Saved data entries:
use thiserror::Error;

/// Failure taxonomy for the commitment core.
///
/// `Validation`, `NotFound` and the conflict variants are caller-actionable
/// and never retried automatically. `Store` and `Publish` are infrastructure
/// failures; background loops retry them on their own cadence.
#[derive(Debug, Error)]
pub enum StockError {
    #[error("validation failed: {0}")]
    Validation(String),

    #[error("{0} not found")]
    NotFound(String),

    #[error("insufficient stock: available {available}, requested {requested}")]
    InsufficientStock { available: i32, requested: i32 },

    #[error("idempotency key re-used with a different request payload")]
    KeyPayloadMismatch,

    #[error("an operation with this idempotency key is already in progress")]
    OperationInProgress,

    #[error("reservation is no longer pending")]
    InvalidState,

    #[error("store error: {0}")]
    Store(String),

    #[error("publish error: {0}")]
    Publish(String),
}

impl StockError {
    /// Conflicts a client can resolve by inspecting its own state, as opposed
    /// to requests it must change before retrying.
    pub fn is_conflict(&self) -> bool {
        matches!(
            self,
            StockError::InsufficientStock { .. }
                | StockError::KeyPayloadMismatch
                | StockError::OperationInProgress
                | StockError::InvalidState
        )
    }
}

impl From<diesel::result::Error> for StockError {
    fn from(e: diesel::result::Error) -> Self {
        StockError::Store(e.to_string())
    }
}

impl From<serde_json::Error> for StockError {
    fn from(e: serde_json::Error) -> Self {
        StockError::Validation(format!("payload serialization: {}", e))
    }
}

pub type StockResult<T> = Result<T, StockError>;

_Task item_.
Could you output all of the records above exactly as given?

_Task solution_.
use thiserror::Error;

/// Failure taxonomy for the commitment core.
///
/// `Validation`, `NotFound` and the conflict variants are caller-actionable
/// and never retried automatically. `Store` and `Publish` are infrastructure
/// failures; background loops retry them on their own cadence.
#[derive(Debug, Error)]
pub enum StockError {
    #[error("validation failed: {0}")]
    Validation(String),

    #[error("{0} not found")]
    NotFound(String),

    #[error("insufficient stock: available {available}, requested {requested}")]
    InsufficientStock { available: i32, requested: i32 },

    #[error("idempotency key re-used with a different request payload")]
    KeyPayloadMismatch,

    #[error("an operation with this idempotency key is already in progress")]
    OperationInProgress,

    #[error("reservation is no longer pending")]
    InvalidState,

    #[error("store error: {0}")]
    Store(String),

    #[error("publish error: {0}")]
    Publish(String),
}

impl StockError {
    /// Conflicts a client can resolve by inspecting its own state, as opposed
    /// to requests it must change before retrying.
    pub fn is_conflict(&self) -> bool {
        matches!(
            self,
            StockError::InsufficientStock { .. }
                | StockError::KeyPayloadMismatch
                | StockError::OperationInProgress
                | StockError::InvalidState
        )
    }
}

impl From<diesel::result::Error> for StockError {
    fn from(e: diesel::result::Error) -> Self {
        StockError::Store(e.to_string())
    }
}

impl From<serde_json::Error> for StockError {
    fn from(e: serde_json::Error) -> Self {
        StockError::Validation(format!("payload serialization: {}", e))
    }
}

pub type StockResult<T> = Result<T, StockError>;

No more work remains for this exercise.